McCoy, Samuel Duff; and Roosevelt, Hall. ODYSSEY OF AN AMERICAN FAMILY. An Account of the Roosevelts and Their Kin as Travelers, from 1613 to 1938. By Hall Roosevelt in collaboration with Samuel Duff McCoy. New York and London: Harper & Brothers Publishers, 1939. Octavo, 9-3/8 inches high by 6-1/8 inches wide. Hardcover, bound in black cloth titled in black on an orange label on the spine. The covers are slightly rubbed with some of the gilt faded from the spine. xv, [5] & 340 deckle-edged pages, with 2 frontispieces, 12 full page illustrations and a photograph. Very good.

First edition, inscribed by Hall Roosevelt to the wife of Ambassador Lincoln MacVeagh, "To the darling lady Peggy" with his signature beneath facsimile signatures of Eleanor and Franklin Roosevelt.

Hall Roosevelt (1891-1941) was an American engineer, banker and soldier, and the youngest brother Eleanor Roosevelt.
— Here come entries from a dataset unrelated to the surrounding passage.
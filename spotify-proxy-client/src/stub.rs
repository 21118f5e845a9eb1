//! Client stub that makes the proxy's Spotify operations callable locally.
//!
//! [`ProxyClient::call`] turns a method name plus arguments into one
//! `POST /proxy/<method>` and applies the retry policy:
//!
//! 1. Before every attempt, a spent time budget fails the call with
//!    [`ClientError::Timeout`] without sending anything.
//! 2. Transport failures, 5xx replies and `{"error": ...}` bodies are
//!    retried; 4xx replies (unknown method, bad arguments) are returned at
//!    once.
//! 3. Between attempts the stub sleeps `backoff_factor * 2^attempt`
//!    seconds, re-checking the budget first.
//! 4. Once all attempts fail, the last error is returned unchanged.

use crate::error::{ClientError, Result};
use crate::gather::NextPage;
use crate::retry::RetryPolicy;
use crate::wire::{Invocation, Reply};
use reqwest::blocking::Client;
use serde_json::{Map, Value, json};
use std::time::Duration;

/// Default service address.
pub const DEFAULT_BASE_URL: &str = "http://127.0.0.1:5151";

/// Status and JSON body of one reply.
#[derive(Debug, Clone, PartialEq)]
pub struct RawReply {
    pub status: u16,
    pub body: Value,
}

/// Sends one invocation and returns the raw reply.
pub trait Transport {
    fn send(&self, invocation: &Invocation) -> Result<RawReply>;
}

/// Blocking HTTP transport.
pub struct HttpTransport {
    http: Client,
    base_url: String,
}

impl HttpTransport {
    /// Transport for the service at `base_url` (e.g. `http://127.0.0.1:5151`).
    pub fn new(base_url: impl Into<String>) -> Result<Self> {
        let http = Client::builder()
            .timeout(Duration::from_secs(120))
            .build()?;
        Ok(Self {
            http,
            base_url: base_url.into().trim_end_matches('/').to_owned(),
        })
    }
}

impl Transport for HttpTransport {
    fn send(&self, invocation: &Invocation) -> Result<RawReply> {
        let url = format!("{}{}", self.base_url, invocation.path());
        let resp = self.http.post(&url).json(invocation).send()?;
        let status = resp.status().as_u16();
        let text = resp.text()?;
        let body = serde_json::from_str(&text).unwrap_or(Value::String(text));
        Ok(RawReply { status, body })
    }
}

/// Local stand-in for the remote Spotify client.
pub struct ProxyClient<T = HttpTransport> {
    transport: T,
    policy: RetryPolicy,
}

impl ProxyClient<HttpTransport> {
    /// Client for the service at `base_url` with the default retry policy.
    pub fn connect(base_url: impl Into<String>) -> Result<Self> {
        Ok(Self::with_transport(HttpTransport::new(base_url)?))
    }
}

impl<T: Transport> ProxyClient<T> {
    pub fn with_transport(transport: T) -> Self {
        Self {
            transport,
            policy: RetryPolicy::default(),
        }
    }

    #[must_use]
    pub fn with_policy(mut self, policy: RetryPolicy) -> Self {
        self.policy = policy;
        self
    }

    pub fn policy(&self) -> &RetryPolicy {
        &self.policy
    }

    /// Invoke `method` remotely and return its result.
    pub fn call(&self, method: &str, args: Vec<Value>, kwargs: Map<String, Value>) -> Result<Value> {
        let invocation = Invocation::new(method, args, kwargs);
        let budget = self.policy.begin();
        let attempts = budget.attempts();
        let mut sent = 0;
        let mut last_err = None;

        for attempt in 0..attempts {
            if budget.exhausted() {
                return Err(ClientError::Timeout {
                    elapsed: budget.elapsed(),
                    attempts: sent,
                });
            }

            sent += 1;
            let err = match self.transport.send(&invocation) {
                Ok(reply) => match interpret(reply) {
                    Ok(result) => return Ok(result),
                    Err(e) => e,
                },
                Err(e) => e,
            };
            if !err.is_retryable() {
                return Err(err);
            }
            tracing::warn!(
                method,
                attempt = attempt + 1,
                of = attempts,
                error = %err,
                "proxy call failed"
            );
            last_err = Some(err);

            if attempt + 1 < attempts {
                if budget.exhausted() {
                    return Err(ClientError::Timeout {
                        elapsed: budget.elapsed(),
                        attempts: sent,
                    });
                }
                std::thread::sleep(budget.backoff(attempt));
            }
        }

        Err(last_err.unwrap_or(ClientError::Timeout {
            elapsed: budget.elapsed(),
            attempts: sent,
        }))
    }

    /// Invoke `method` with keyword arguments only.
    pub fn call_kw(&self, method: &str, kwargs: Value) -> Result<Value> {
        let kwargs = match kwargs {
            Value::Object(map) => map,
            Value::Null => Map::new(),
            other => {
                return Err(ClientError::InvalidArguments(format!(
                    "keyword arguments must be an object, got {other}"
                )));
            }
        };
        self.call(method, Vec::new(), kwargs)
    }

    pub fn search(&self, q: &str, search_type: &str, limit: u32, offset: u32) -> Result<Value> {
        self.call_kw(
            "search",
            json!({ "q": q, "type": search_type, "limit": limit, "offset": offset }),
        )
    }

    /// Page after `page`; `null` at the end.
    pub fn next(&self, page: &Value) -> Result<Value> {
        self.call("next", vec![page.clone()], Map::new())
    }

    pub fn tracks(&self, track_ids: &[String]) -> Result<Value> {
        self.call_kw("tracks", json!({ "tracks": track_ids }))
    }

    pub fn artists(&self, artist_ids: &[String]) -> Result<Value> {
        self.call_kw("artists", json!({ "artists": artist_ids }))
    }

    pub fn artist_albums(&self, artist_id: &str, include_groups: &str, limit: u32) -> Result<Value> {
        self.call_kw(
            "artist_albums",
            json!({ "artist_id": artist_id, "include_groups": include_groups, "limit": limit }),
        )
    }

    pub fn album_tracks(&self, album_id: &str, limit: u32) -> Result<Value> {
        self.call_kw("album_tracks", json!({ "album_id": album_id, "limit": limit }))
    }

    pub fn playlist_items(&self, playlist_id: &str, limit: u32) -> Result<Value> {
        self.call_kw(
            "playlist_items",
            json!({ "playlist_id": playlist_id, "limit": limit }),
        )
    }

    pub fn current_user(&self) -> Result<Value> {
        self.call("current_user", Vec::new(), Map::new())
    }

    pub fn current_user_playlists(&self, limit: u32) -> Result<Value> {
        self.call_kw("current_user_playlists", json!({ "limit": limit }))
    }

    pub fn current_user_saved_tracks(&self, limit: u32) -> Result<Value> {
        self.call_kw("current_user_saved_tracks", json!({ "limit": limit }))
    }

    pub fn current_user_followed_artists(&self, limit: u32) -> Result<Value> {
        self.call_kw("current_user_followed_artists", json!({ "limit": limit }))
    }

    pub fn user_playlist_create(
        &self,
        user: &str,
        name: &str,
        public: bool,
        description: &str,
    ) -> Result<Value> {
        self.call_kw(
            "user_playlist_create",
            json!({ "user": user, "name": name, "public": public, "description": description }),
        )
    }

    pub fn playlist_add_items(&self, playlist_id: &str, items: &[String]) -> Result<Value> {
        self.call_kw(
            "playlist_add_items",
            json!({ "playlist_id": playlist_id, "items": items }),
        )
    }

    pub fn playlist_replace_items(&self, playlist_id: &str, items: &[String]) -> Result<Value> {
        self.call_kw(
            "playlist_replace_items",
            json!({ "playlist_id": playlist_id, "items": items }),
        )
    }
}

impl<T: Transport> NextPage for ProxyClient<T> {
    fn next_page(&self, page: &Value) -> Result<Option<Value>> {
        let next = self.next(page)?;
        Ok(Some(next).filter(|v| !v.is_null()))
    }
}

fn interpret(reply: RawReply) -> Result<Value> {
    let status = reply.status;
    match Reply::from_body(reply.body) {
        Reply::Result(result) if status == 200 => Ok(result),
        Reply::Result(_) => Err(ClientError::Remote {
            status,
            message: format!("unexpected status {status}"),
        }),
        Reply::Error(message) => Err(ClientError::Remote { status, message }),
    }
}

#[cfg(test)]
mod tests {
    use super::*;
    use std::cell::{Cell, RefCell};
    use std::collections::VecDeque;

    /// Plays back canned outcomes, then keeps failing.
    struct Scripted {
        outcomes: RefCell<VecDeque<Result<RawReply>>>,
        calls: Cell<u32>,
        last: RefCell<Option<Invocation>>,
    }

    impl Scripted {
        fn new(outcomes: Vec<Result<RawReply>>) -> Self {
            Self {
                outcomes: RefCell::new(outcomes.into()),
                calls: Cell::new(0),
                last: RefCell::new(None),
            }
        }
    }

    impl Transport for &Scripted {
        fn send(&self, invocation: &Invocation) -> Result<RawReply> {
            self.calls.set(self.calls.get() + 1);
            *self.last.borrow_mut() = Some(invocation.clone());
            self.outcomes
                .borrow_mut()
                .pop_front()
                .unwrap_or_else(|| Err(ClientError::Transport("connection refused".into())))
        }
    }

    fn ok(result: Value) -> Result<RawReply> {
        Ok(RawReply { status: 200, body: json!({ "result": result }) })
    }

    fn refused() -> Result<RawReply> {
        Err(ClientError::Transport("connection refused".into()))
    }

    fn fast(max_retries: u32) -> RetryPolicy {
        RetryPolicy {
            max_retries,
            backoff_factor: 0.0,
            overall_timeout: Duration::from_secs(30),
        }
    }

    #[test]
    fn succeeds_after_two_failures() {
        let transport = Scripted::new(vec![
            refused(),
            Ok(RawReply { status: 500, body: json!({ "error": "upstream" }) }),
            ok(json!({ "id": "X" })),
        ]);
        let client = ProxyClient::with_transport(&transport).with_policy(fast(3));

        let result = client.call("current_user", vec![], Map::new()).unwrap();
        assert_eq!(result, json!({ "id": "X" }));
        assert_eq!(transport.calls.get(), 3);
    }

    #[test]
    fn gives_up_after_max_retries_with_last_error() {
        let transport = Scripted::new(vec![
            refused(),
            refused(),
            Ok(RawReply { status: 502, body: json!("Bad Gateway") }),
        ]);
        let client = ProxyClient::with_transport(&transport).with_policy(fast(3));

        let err = client.call("current_user", vec![], Map::new()).unwrap_err();
        assert_eq!(transport.calls.get(), 3);
        assert!(matches!(err, ClientError::Remote { status: 502, ref message } if message == "Bad Gateway"));
    }

    #[test]
    fn error_payload_with_200_is_retried() {
        let transport = Scripted::new(vec![
            Ok(RawReply { status: 200, body: json!({ "error": "flaky" }) }),
            ok(json!(1)),
        ]);
        let client = ProxyClient::with_transport(&transport).with_policy(fast(3));
        assert_eq!(client.call("x", vec![], Map::new()).unwrap(), json!(1));
        assert_eq!(transport.calls.get(), 2);
    }

    #[test]
    fn invocation_errors_are_not_retried() {
        let transport = Scripted::new(vec![Ok(RawReply {
            status: 400,
            body: json!({ "error": "Invalid method 'nope': no such operation" }),
        })]);
        let client = ProxyClient::with_transport(&transport).with_policy(fast(3));

        let err = client.call("nope", vec![], Map::new()).unwrap_err();
        assert_eq!(transport.calls.get(), 1);
        assert!(matches!(err, ClientError::Remote { status: 400, .. }));
    }

    #[test]
    fn zero_timeout_sends_nothing() {
        let transport = Scripted::new(vec![ok(json!(1))]);
        let client = ProxyClient::with_transport(&transport).with_policy(RetryPolicy {
            overall_timeout: Duration::ZERO,
            ..fast(3)
        });

        let err = client.call("current_user", vec![], Map::new()).unwrap_err();
        assert!(matches!(err, ClientError::Timeout { attempts: 0, .. }));
        assert_eq!(transport.calls.get(), 0);
    }

    #[test]
    fn convenience_methods_send_keyword_arguments() {
        let transport = Scripted::new(vec![ok(json!({ "tracks": {} }))]);
        let client = ProxyClient::with_transport(&transport).with_policy(fast(1));

        client.search("query", "track", 5, 0).unwrap();
        let sent = transport.last.borrow().clone().unwrap();
        assert_eq!(sent.method, "search");
        assert!(sent.args.is_empty());
        assert_eq!(sent.kwargs["q"], "query");
        assert_eq!(sent.kwargs["limit"], 5);
    }

    #[test]
    fn non_object_keyword_arguments_fail_locally() {
        let transport = Scripted::new(vec![ok(json!(1))]);
        let client = ProxyClient::with_transport(&transport).with_policy(fast(3));

        let err = client.call_kw("search", json!(["q"])).unwrap_err();
        assert!(matches!(err, ClientError::InvalidArguments(_)));
        assert!(!err.is_retryable());
        assert_eq!(transport.calls.get(), 0);

        assert_eq!(client.call_kw("current_user", Value::Null).unwrap(), json!(1));
    }

    #[test]
    fn next_page_maps_null_to_end() {
        let transport = Scripted::new(vec![ok(Value::Null), ok(json!({ "items": [] }))]);
        let client = ProxyClient::with_transport(&transport).with_policy(fast(1));

        let page = json!({ "items": [], "next": "http://x" });
        assert_eq!(client.next_page(&page).unwrap(), None);
        assert_eq!(client.next_page(&page).unwrap(), Some(json!({ "items": [] })));
        assert_eq!(transport.last.borrow().as_ref().unwrap().args, vec![page]);
    }
}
From the library of Lincoln MacVeagh and his wife Margaret (better known by the nickname "Peggy") with their "Arcades Ambo" bookplate on the front paste down. Lincoln MacVeagh (1890-1972), a Renaissance man, graduated from Harvard magna cum laude in 1913. He went on to study languages at the Sorbonne and became fluent in German, French, Spanish, Latin, Greek and Classical Greek. After World War I he became a director of the Henry Holt and Company publishing firm where he became friendly with the poet Robert Frost. In 1923 he left the firm and founded the Dial Press. His name appears on the imprint of many of their publications. In 1933 President Roosevelt appointed him Minister to Greece. He followed presentation of his credentials with a speech in Classical Greek. While in Greece he conducted excavations beneath the Acropolis and made archeological contributions to the National Museum in Athens. He left Greece in 1941 when the German army over ran the country. From there he was appointed the first US Minister to Iceland where he negotiated agreements for the construction of the Keflavik airfield. In late 1942 he became Minister to the Union of South Africa and coordinated American wartime agencies there. In 1943 he was sent to Cairo as Ambassador so that he could assist the governments in exile of Greece and Yugoslavia. He returned to Athens as Ambassador in 1944. MacVeagh gave secret testimony before Congress concerning the Balkans in 1947, testimony that was an important factor in the formation of the Truman Doctrine. In 1948 as Ambassador to Portugal MacVeagh was influential in admitting her into NATO. In 1952 President Truman named him Ambassador to Spain. President Truman wrote to him on March 9, 1948: "On the occasion of your appointment as Ambassador to Portugal, I would like to make some personal expression of appreciation for the high services you have already rendered your country. During the past fifteen critical years you have served with distinction as Chief of the United states Missions to Iceland, the Union of South Africa, Yugoslavia and Greece. In this last post especially - as Minister from 1933 to 1941 and as Ambassador since 1943 - your scholarly statesmanship and diplomatic judgment have been of the utmost value."